TASK DIRECTIONS: There is one span to output from the data below: the lines starting at the line with "filename src/dispatcher.rs" and ending at the line with "1.1.0: Autocomplete routing". Output it exactly, ends included, nothing more.

Records contained in a dataset
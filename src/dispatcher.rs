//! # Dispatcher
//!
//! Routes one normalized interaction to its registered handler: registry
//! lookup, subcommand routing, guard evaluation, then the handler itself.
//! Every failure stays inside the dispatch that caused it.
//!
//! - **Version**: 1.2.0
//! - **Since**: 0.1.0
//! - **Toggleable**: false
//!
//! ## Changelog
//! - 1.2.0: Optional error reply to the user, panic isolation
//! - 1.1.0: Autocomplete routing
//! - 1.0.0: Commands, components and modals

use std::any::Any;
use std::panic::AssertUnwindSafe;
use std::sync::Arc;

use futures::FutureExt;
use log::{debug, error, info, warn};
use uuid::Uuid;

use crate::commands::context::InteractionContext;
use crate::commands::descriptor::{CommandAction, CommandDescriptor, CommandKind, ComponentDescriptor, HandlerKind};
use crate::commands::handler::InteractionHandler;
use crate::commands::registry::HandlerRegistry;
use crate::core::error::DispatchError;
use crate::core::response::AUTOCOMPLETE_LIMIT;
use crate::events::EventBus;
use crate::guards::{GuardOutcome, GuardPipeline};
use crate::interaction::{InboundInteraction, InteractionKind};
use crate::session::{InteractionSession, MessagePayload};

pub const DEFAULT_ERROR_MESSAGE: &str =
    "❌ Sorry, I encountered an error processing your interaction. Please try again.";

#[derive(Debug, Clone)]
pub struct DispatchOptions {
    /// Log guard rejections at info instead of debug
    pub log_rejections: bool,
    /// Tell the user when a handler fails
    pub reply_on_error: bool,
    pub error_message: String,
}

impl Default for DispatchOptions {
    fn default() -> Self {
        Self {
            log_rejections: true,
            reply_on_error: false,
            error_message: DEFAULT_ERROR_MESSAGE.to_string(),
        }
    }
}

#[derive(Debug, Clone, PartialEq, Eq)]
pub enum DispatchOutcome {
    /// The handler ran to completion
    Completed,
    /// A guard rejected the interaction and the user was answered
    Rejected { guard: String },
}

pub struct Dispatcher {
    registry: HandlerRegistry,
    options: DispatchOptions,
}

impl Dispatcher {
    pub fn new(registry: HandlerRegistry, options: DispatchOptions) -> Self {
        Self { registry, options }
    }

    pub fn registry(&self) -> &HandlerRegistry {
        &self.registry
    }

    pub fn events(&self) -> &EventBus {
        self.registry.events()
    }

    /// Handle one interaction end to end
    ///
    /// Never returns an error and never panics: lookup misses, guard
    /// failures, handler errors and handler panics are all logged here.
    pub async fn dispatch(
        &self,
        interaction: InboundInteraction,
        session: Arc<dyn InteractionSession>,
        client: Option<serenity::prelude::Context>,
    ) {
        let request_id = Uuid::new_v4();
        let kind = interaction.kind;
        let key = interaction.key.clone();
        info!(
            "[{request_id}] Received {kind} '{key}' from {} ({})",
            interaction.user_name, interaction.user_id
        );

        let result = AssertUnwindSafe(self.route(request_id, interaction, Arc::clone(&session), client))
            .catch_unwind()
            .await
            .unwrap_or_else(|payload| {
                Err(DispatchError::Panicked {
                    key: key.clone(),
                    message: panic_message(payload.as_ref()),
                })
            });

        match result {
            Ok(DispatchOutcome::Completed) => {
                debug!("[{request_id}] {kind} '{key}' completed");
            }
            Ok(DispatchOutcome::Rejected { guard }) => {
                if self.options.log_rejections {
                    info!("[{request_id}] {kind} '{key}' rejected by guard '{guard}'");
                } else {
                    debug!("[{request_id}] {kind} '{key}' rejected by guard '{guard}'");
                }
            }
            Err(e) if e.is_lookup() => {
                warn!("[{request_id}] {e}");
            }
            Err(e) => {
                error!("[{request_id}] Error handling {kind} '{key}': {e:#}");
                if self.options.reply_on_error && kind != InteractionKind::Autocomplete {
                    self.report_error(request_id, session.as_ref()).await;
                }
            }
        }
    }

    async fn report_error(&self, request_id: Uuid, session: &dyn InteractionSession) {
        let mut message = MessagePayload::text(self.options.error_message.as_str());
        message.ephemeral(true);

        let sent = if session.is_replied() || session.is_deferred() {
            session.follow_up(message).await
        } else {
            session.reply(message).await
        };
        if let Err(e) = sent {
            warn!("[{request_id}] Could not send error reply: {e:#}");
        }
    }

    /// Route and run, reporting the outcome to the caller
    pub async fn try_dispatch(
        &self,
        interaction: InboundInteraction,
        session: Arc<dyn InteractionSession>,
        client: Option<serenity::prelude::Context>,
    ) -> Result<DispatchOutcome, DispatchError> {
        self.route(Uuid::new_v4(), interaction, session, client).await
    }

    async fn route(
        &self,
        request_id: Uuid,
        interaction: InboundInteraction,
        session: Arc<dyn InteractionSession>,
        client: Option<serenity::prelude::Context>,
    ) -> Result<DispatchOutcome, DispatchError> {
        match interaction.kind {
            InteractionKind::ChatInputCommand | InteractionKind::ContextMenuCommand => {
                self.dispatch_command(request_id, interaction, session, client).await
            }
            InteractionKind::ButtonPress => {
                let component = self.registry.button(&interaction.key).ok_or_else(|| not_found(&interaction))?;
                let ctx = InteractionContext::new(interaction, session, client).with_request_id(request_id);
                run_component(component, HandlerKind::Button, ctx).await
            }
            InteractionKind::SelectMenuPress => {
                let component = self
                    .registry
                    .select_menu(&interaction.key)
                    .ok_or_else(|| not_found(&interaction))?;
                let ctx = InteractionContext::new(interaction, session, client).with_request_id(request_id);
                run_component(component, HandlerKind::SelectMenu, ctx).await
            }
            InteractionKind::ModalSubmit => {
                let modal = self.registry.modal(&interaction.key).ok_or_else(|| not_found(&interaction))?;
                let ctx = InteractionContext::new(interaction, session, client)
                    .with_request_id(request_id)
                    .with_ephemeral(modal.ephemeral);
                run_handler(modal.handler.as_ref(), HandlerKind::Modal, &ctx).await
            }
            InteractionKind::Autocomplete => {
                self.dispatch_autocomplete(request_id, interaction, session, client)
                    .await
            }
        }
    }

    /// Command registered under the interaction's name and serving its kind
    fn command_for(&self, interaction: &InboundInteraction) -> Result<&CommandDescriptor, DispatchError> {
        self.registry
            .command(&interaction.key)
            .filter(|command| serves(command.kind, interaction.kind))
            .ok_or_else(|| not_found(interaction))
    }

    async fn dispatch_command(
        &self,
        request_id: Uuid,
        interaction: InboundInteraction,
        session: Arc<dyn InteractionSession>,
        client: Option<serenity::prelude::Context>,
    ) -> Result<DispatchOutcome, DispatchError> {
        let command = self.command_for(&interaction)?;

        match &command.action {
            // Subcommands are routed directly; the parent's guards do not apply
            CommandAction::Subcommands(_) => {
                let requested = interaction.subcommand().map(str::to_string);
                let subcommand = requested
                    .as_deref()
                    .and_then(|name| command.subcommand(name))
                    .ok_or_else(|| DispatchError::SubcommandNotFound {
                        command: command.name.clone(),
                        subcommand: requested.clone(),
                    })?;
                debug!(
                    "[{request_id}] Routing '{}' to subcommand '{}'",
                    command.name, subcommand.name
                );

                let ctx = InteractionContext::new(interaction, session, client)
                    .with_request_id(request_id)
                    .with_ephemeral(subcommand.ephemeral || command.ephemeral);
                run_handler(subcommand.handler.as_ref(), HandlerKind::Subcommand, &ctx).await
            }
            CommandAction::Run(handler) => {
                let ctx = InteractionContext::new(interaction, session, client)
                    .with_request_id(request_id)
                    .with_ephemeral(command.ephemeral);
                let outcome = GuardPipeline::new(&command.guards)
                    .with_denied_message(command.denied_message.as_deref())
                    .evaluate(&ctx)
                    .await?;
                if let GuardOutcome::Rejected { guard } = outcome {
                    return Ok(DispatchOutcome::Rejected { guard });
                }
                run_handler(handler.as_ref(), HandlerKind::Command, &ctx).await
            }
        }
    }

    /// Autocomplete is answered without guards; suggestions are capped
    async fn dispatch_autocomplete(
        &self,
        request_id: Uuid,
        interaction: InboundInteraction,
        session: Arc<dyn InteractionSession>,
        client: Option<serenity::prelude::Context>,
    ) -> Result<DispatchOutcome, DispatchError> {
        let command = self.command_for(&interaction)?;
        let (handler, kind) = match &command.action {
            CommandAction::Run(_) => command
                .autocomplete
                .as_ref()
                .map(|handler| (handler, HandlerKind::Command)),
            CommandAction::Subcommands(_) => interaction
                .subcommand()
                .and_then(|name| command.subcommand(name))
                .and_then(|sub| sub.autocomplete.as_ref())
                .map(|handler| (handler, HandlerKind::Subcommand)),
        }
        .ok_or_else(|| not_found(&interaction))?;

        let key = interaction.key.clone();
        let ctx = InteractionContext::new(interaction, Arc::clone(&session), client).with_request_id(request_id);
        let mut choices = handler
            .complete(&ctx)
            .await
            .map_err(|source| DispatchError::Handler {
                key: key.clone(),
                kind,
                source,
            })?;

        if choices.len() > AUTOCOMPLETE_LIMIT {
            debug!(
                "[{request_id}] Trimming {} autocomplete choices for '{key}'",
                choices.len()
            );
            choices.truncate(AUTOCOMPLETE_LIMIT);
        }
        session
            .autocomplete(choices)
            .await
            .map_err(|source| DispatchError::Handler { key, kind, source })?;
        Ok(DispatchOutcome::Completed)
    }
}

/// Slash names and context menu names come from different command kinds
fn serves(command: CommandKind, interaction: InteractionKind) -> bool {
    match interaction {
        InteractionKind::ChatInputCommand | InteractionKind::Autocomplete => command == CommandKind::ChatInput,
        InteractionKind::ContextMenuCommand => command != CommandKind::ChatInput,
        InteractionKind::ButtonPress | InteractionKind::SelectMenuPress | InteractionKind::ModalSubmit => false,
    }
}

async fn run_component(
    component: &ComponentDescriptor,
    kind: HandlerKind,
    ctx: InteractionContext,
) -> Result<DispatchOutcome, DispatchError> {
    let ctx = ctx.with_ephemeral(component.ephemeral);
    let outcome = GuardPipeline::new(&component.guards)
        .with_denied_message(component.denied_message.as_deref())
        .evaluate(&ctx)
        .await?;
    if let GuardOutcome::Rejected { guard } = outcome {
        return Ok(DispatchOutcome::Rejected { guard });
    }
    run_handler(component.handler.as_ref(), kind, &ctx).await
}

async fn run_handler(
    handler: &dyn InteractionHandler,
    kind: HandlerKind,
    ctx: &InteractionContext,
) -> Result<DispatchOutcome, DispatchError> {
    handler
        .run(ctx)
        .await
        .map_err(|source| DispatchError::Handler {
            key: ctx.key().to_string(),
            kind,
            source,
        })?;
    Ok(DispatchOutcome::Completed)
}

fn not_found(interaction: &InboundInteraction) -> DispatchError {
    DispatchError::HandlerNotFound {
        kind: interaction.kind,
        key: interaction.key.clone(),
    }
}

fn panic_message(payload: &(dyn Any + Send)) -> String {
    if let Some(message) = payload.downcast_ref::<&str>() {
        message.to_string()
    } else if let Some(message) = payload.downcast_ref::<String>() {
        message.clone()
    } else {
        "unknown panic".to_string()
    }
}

---

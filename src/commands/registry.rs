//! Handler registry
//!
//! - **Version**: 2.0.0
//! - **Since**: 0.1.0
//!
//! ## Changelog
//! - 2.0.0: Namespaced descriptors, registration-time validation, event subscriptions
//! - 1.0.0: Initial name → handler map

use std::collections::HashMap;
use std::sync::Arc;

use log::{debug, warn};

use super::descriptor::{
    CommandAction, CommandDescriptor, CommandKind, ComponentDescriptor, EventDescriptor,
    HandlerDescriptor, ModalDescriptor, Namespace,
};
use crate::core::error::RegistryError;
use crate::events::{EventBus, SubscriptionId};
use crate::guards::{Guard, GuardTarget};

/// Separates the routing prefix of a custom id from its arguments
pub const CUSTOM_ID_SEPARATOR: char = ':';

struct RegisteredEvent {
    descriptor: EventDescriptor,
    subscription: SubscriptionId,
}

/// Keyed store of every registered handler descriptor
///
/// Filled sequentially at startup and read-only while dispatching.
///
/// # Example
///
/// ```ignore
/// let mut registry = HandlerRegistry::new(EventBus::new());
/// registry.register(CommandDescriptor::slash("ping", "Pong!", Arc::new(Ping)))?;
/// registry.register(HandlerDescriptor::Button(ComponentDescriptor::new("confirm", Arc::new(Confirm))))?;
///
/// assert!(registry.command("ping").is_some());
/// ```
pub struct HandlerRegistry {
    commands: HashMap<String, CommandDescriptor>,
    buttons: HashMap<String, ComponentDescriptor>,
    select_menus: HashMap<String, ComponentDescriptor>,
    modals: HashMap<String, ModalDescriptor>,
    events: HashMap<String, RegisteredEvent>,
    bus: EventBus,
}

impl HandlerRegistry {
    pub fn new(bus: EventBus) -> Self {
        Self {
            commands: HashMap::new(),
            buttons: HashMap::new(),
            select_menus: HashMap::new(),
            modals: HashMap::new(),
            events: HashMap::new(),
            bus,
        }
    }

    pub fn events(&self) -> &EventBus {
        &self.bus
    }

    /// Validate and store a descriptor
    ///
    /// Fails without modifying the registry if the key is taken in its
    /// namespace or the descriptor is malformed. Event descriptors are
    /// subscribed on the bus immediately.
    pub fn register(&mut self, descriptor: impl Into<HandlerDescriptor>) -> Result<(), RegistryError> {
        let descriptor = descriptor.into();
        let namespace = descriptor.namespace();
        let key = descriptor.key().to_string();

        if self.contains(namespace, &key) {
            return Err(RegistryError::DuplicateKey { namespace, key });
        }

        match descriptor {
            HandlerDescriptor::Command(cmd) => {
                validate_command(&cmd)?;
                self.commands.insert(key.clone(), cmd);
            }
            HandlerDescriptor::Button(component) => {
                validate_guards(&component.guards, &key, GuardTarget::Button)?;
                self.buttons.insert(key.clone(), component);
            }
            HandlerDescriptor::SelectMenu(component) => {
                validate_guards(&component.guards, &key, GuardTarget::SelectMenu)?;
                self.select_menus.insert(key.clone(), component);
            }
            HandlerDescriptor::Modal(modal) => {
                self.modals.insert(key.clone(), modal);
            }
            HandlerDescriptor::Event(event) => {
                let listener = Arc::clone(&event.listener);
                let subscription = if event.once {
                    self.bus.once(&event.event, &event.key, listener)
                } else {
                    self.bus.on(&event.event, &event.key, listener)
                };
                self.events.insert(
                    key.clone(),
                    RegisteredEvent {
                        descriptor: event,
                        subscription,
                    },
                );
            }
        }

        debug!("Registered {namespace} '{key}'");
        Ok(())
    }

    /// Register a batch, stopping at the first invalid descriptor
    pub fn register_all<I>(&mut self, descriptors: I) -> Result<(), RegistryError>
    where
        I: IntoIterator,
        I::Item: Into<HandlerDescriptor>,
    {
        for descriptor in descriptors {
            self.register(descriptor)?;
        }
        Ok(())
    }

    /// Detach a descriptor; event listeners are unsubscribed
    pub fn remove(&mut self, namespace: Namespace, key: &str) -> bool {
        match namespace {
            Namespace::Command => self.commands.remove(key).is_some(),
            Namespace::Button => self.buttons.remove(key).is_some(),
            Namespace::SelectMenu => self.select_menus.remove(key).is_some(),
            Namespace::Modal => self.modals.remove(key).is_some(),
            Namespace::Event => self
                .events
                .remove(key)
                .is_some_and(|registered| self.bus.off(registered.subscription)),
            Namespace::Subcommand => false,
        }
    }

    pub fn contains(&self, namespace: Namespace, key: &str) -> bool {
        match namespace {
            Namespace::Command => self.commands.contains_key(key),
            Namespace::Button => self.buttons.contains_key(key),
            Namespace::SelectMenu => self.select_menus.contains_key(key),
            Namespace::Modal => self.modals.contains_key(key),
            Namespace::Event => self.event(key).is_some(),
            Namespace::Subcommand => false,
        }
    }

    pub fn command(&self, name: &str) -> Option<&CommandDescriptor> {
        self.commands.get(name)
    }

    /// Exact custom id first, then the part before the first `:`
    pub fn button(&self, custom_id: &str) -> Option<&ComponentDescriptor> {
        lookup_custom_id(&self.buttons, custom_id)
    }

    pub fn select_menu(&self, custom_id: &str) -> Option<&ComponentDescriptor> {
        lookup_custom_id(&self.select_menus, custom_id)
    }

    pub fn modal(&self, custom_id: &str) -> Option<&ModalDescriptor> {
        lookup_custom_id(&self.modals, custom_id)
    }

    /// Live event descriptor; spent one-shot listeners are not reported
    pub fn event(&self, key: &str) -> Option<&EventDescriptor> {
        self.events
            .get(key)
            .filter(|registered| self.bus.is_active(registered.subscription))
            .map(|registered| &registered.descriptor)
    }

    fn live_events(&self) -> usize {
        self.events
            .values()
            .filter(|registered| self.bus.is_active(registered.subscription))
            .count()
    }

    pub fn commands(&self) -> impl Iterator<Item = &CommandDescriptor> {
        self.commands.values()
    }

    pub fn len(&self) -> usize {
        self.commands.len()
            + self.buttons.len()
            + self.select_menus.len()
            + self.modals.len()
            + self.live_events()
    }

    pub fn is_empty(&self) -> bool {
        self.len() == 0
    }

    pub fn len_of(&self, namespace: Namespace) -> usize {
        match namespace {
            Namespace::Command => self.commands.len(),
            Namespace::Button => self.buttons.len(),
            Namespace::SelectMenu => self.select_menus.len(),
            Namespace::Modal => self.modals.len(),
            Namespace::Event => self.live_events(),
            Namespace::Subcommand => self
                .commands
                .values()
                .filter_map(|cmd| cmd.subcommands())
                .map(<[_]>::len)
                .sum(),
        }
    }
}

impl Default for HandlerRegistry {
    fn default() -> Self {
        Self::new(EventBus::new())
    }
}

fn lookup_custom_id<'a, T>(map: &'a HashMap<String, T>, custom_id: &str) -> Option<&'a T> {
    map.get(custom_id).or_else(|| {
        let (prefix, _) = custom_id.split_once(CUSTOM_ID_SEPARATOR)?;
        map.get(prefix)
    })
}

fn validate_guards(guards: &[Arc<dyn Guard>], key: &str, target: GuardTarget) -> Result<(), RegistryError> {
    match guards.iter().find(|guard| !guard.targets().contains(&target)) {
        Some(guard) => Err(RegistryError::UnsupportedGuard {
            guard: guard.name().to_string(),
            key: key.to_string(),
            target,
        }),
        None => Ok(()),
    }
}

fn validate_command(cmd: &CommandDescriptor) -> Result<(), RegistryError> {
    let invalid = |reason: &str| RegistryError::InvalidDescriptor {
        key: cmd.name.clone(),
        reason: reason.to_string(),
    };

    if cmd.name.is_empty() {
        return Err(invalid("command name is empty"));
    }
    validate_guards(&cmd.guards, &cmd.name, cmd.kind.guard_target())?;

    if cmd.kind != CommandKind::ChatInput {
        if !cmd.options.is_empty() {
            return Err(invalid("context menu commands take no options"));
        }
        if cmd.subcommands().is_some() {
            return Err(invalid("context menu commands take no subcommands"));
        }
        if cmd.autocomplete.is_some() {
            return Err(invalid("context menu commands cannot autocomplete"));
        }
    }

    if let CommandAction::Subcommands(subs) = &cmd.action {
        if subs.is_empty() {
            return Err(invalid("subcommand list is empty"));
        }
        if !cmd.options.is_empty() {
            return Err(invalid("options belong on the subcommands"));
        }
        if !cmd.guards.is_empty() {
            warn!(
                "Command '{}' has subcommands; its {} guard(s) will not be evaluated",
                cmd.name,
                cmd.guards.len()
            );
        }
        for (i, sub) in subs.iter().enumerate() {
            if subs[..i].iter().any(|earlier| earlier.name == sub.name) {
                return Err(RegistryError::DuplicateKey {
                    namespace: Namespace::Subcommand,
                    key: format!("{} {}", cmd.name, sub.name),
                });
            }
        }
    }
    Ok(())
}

--

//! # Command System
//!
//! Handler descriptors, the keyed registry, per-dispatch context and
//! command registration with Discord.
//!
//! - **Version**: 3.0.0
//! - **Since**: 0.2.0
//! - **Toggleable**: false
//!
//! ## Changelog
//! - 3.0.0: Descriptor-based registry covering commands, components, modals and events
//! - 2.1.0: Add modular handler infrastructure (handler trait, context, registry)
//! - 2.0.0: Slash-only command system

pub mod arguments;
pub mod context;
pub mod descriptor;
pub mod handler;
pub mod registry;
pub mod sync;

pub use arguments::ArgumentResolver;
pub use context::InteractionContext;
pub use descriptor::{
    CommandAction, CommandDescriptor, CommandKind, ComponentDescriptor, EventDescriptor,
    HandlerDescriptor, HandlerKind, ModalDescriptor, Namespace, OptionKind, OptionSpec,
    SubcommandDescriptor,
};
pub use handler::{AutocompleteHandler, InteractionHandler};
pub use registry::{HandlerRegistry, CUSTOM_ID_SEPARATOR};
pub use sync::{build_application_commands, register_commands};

COMPLETED TASK:
filename src/dispatcher.rs
//! # Dispatcher
//!
//! Routes one normalized interaction to its registered handler: registry
//! lookup, subcommand routing, guard evaluation, then the handler itself.
//! Every failure stays inside the dispatch that caused it.
//!
//! - **Version**: 1.2.0
//! - **Since**: 0.1.0
//! - **Toggleable**: false
//!
//! ## Changelog
//! - 1.2.0: Optional error reply to the user, panic isolation
//! - 1.1.0: Autocomplete routing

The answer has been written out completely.